Igor Grubic: East Side Story
14 Sep – 4 Nov 2012
The 2012 exhibition programme in the Turku Art Museum features video and media art by artists from the Balkan region. The work next on show is East Side Story (2008, 14 min.), a 2-channel video work by the Croatian artist Igor Grubić (b. 1969). One channel of the work consists of footage recorded by television cameras during the first gay pride parades of the countries in Belgrade in 2001 and in Zagreb in 2002. The documentary video shows candidly the violent encounters that flared up between the paraders, their opponents and passers-by. In parallel with the documentary, we see a group of dancers from Zagreb performing poignant reinterpretations of the mood of the parades amidst crowds in the streets of their home town.

The mood at the beginning of East Side Story is expectant. The participants of the gay pride parade are obviously proud of their demonstration, yet they also seem a little tense. Banners claim human rights for gays. The group of neo-Nazis whips up the mood with rhythmic slogans and raised fists. The police are prepared for a clash. Suddenly a small shove turns into a wild fight. The roaming camera records shocking scenes, people being kicked in the head, a woman running in desperation after a police car to get help, blood flowing. The parade participants try to fend for themselves, media people run inside tear gas trying to record the events, while the ferocity of the opponents gets only worse. Onlookers also participate in the scene by shouting and choosing sides. Feeling runs high – people from different sides fight against each other and try to behave as expected, the police as well as the media included.
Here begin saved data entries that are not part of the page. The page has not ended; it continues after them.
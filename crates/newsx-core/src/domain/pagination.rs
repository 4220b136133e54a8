//! Page arithmetic for the public blog listing.

/// Fixed page size of the public listing.
pub const BLOGS_PER_PAGE: u64 = 8;

/// Maximum number of posts in the "recent" strip.
pub const RECENT_BLOGS_LIMIT: u64 = 9;

/// A 1-based page request.
#[derive(Debug, Clone, Copy, PartialEq, Eq)]
pub struct PageRequest {
    page: u64,
    per_page: u64,
}

impl PageRequest {
    /// Pages below 1 are clamped to 1, as is a zero page size.
    pub fn new(page: u64, per_page: u64) -> Self {
        Self {
            page: page.max(1),
            per_page: per_page.max(1),
        }
    }

    /// Build a request for the public listing from the raw `page` query value.
    ///
    /// Absent, non-numeric, zero and negative values all fall back to page 1.
    pub fn from_query(raw: Option<&str>) -> Self {
        let page = raw
            .and_then(|value| value.trim().parse::<u64>().ok())
            .unwrap_or(1);
        Self::new(page, BLOGS_PER_PAGE)
    }

    pub const fn page(&self) -> u64 {
        self.page
    }

    pub const fn per_page(&self) -> u64 {
        self.per_page
    }

    /// Number of documents to skip: `(page - 1) * per_page`.
    pub fn skip(&self) -> u64 {
        (self.page - 1).saturating_mul(self.per_page)
    }

    /// `ceil(total / per_page)`.
    pub fn total_pages(&self, total: u64) -> u64 {
        total.div_ceil(self.per_page)
    }
}

/// One page of results plus the size of the whole collection.
#[derive(Debug, Clone, PartialEq)]
pub struct Page<T> {
    pub items: Vec<T>,
    pub request: PageRequest,
    pub total_items: u64,
}

impl<T> Page<T> {
    pub fn total_pages(&self) -> u64 {
        self.request.total_pages(self.total_items)
    }
}
//! Error handling middleware - RFC 7807 compliant responses.

use actix_web::{HttpRequest, HttpResponse, ResponseError, error::JsonPayloadError, http::StatusCode};
use newsx_core::error::{DomainError, RepoError};
use newsx_shared::ErrorResponse;
use std::fmt;

/// Application-level error type that converts to RFC 7807 responses.
#[derive(Debug)]
pub enum AppError {
    NotFound(String),
    BadRequest(String),
    Internal(String),
}

impl fmt::Display for AppError {
    fn fmt(&self, f: &mut fmt::Formatter<'_>) -> fmt::Result {
        match self {
            AppError::NotFound(msg) => write!(f, "Not found: {}", msg),
            AppError::BadRequest(msg) => write!(f, "Bad request: {}", msg),
            AppError::Internal(msg) => write!(f, "Internal error: {}", msg),
        }
    }
}

impl ResponseError for AppError {
    fn status_code(&self) -> StatusCode {
        match self {
            AppError::NotFound(_) => StatusCode::NOT_FOUND,
            AppError::BadRequest(_) => StatusCode::BAD_REQUEST,
            AppError::Internal(_) => StatusCode::INTERNAL_SERVER_ERROR,
        }
    }

    fn error_response(&self) -> HttpResponse {
        let error = match self {
            AppError::NotFound(detail) => ErrorResponse::not_found(detail),
            AppError::BadRequest(detail) => ErrorResponse::bad_request(detail),
            AppError::Internal(detail) => {
                tracing::error!("Internal error: {}", detail);
                ErrorResponse::internal_error()
            }
        };

        HttpResponse::build(self.status_code()).json(error)
    }
}

// Conversion from domain errors
impl From<DomainError> for AppError {
    fn from(err: DomainError) -> Self {
        match err {
            DomainError::NotFound { entity_type, key } => {
                AppError::NotFound(format!("{} {} not found", entity_type, key))
            }
            DomainError::Validation(msg) => AppError::BadRequest(msg),
            DomainError::NotAdmin(_) => AppError::BadRequest("This is not admin".to_string()),
            DomainError::InvalidId(id) => {
                AppError::BadRequest(format!("Invalid blog id: {}", id))
            }
            DomainError::Repository(err) => err.into(),
        }
    }
}

impl From<RepoError> for AppError {
    fn from(err: RepoError) -> Self {
        match err {
            RepoError::Connection(msg) => {
                tracing::error!("Database connection error: {}", msg);
                AppError::Internal("Database error".to_string())
            }
            RepoError::Query(msg) => {
                tracing::error!("Database query error: {}", msg);
                AppError::Internal("Database error".to_string())
            }
            RepoError::Decode(msg) => {
                tracing::error!("Stored document decode error: {}", msg);
                AppError::Internal("Database error".to_string())
            }
        }
    }
}

/// Turn malformed JSON bodies into problem-details 400s.
pub fn json_error_handler(err: JsonPayloadError, _req: &HttpRequest) -> actix_web::Error {
    AppError::BadRequest(err.to_string()).into()
}

/// Result type alias for handlers.
pub type AppResult<T> = Result<T, AppError>;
During the parades, the passers-by react to what they see, but do they react to the soundless dancers in the street? The gestures and movements of the dancers communicate deep feelings about what they have seen and experienced. Each of the four dancers give their own interpretation of the events, and finally they all dance together, entwining together. The movements of the dancers underline the appalling encounters recorded by the media, making the audience feel them viscerally. The body is very much present in Grubić’s East Side Story. Violence is unleashed in the form of inconceivable acts. Everyone tries to shield their own body, sudden sounds make people cringe. Through the body, the dancers express a range of emotions from confusion to anger. Yet at the root of the differences of opinion is the human capacity to love one another and accept others – emotions expressed with the body.

ARTIST’S TALK: On Thursday 13 September 2012 Igor Grubić will give a talk in English about his artistic practice in the Kuvateatteri of the Turku Arts Academy (Linnankatu 54–60) starting at 2 pm. Admission is free and the talk is open to the public.